How Polyglots Learn Languages and Stay Sane: Gems of Wisdom from 8 of the Best
Somewhere in the inner recesses of your head, you’re probably asking that one hopeful question: Can a mere mortal like me be…a polyglot ?
If so, you’ve come to the right place. I’m going to share with you the methods of 8 of the most famous online polyglots.
But before we do that, let’s briefly answer the initial question: is it even really possible to become a polyglot? Or is it within the reach of only the freaky few?
How can you learn a number of languages? Read on.
- Is It Possible to Be a Polyglot?
- How Polyglots Do It: A Survey of Tips and Techniques
Is It Possible to Be a Polyglot?
Learning Language as a Child: The Formative Years
Children didn’t learn their first language by logging into Paypal and paying for an online course. Nor did they borrow books from the language learning section of the library.
Nope, the very first language acquisition technique was not reading. Not even imitation.
It was listening.
We are often impressed by the linguistic sophistication displayed by children. We marvel at how they are like sponges, observing and absorbing everything they hear.
A one-year old is really no newbie when it comes to listening. He’s a veteran because he’s been doing that for over a year! In fact, even inside the womb, before birth, the listening started.
And when they are born, they prefer the familiar voice of their mother over any soothing female voice in the room. They also prefer the language that their parents speak.

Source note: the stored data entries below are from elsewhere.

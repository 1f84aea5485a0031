use axum::{Router, routing::get};
use tower_http::trace::TraceLayer;

use crate::handler;
use crate::state::AppState;

/// Build the host router: worker introspection under `/__sw/`, everything
/// else goes through the worker.
pub fn build_router(state: AppState) -> Router {
    Router::new()
        .route("/__sw/status", get(handler::status))
        .route("/__sw/cache-size", get(handler::cache_size))
        .route("/__sw/partitions", get(handler::partitions))
        .fallback(handler::intercept)
        .layer(TraceLayer::new_for_http())
        .with_state(state)
}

And as early as 4 months, it’s been shown that they are able to distinguish between French and English.
In one study, 16 pregnant mothers were asked to read The Cat in the Hat to their unborn child twice a day for the final 7 weeks of pregnancy. (It was estimated that the infants were exposed to the story for approximately 5 hours.) After birth, the infants were found to display clear preference for The Cat in the Hat over another children’s classic: The King, the Mice, and the Cheese—a story-poem with a different meter and beat.
Now what does that tell you about the simple effectiveness of consistent exposure when learning a language? Because really, each language is just a collection of different tones, sounds, timbres, and rhythms.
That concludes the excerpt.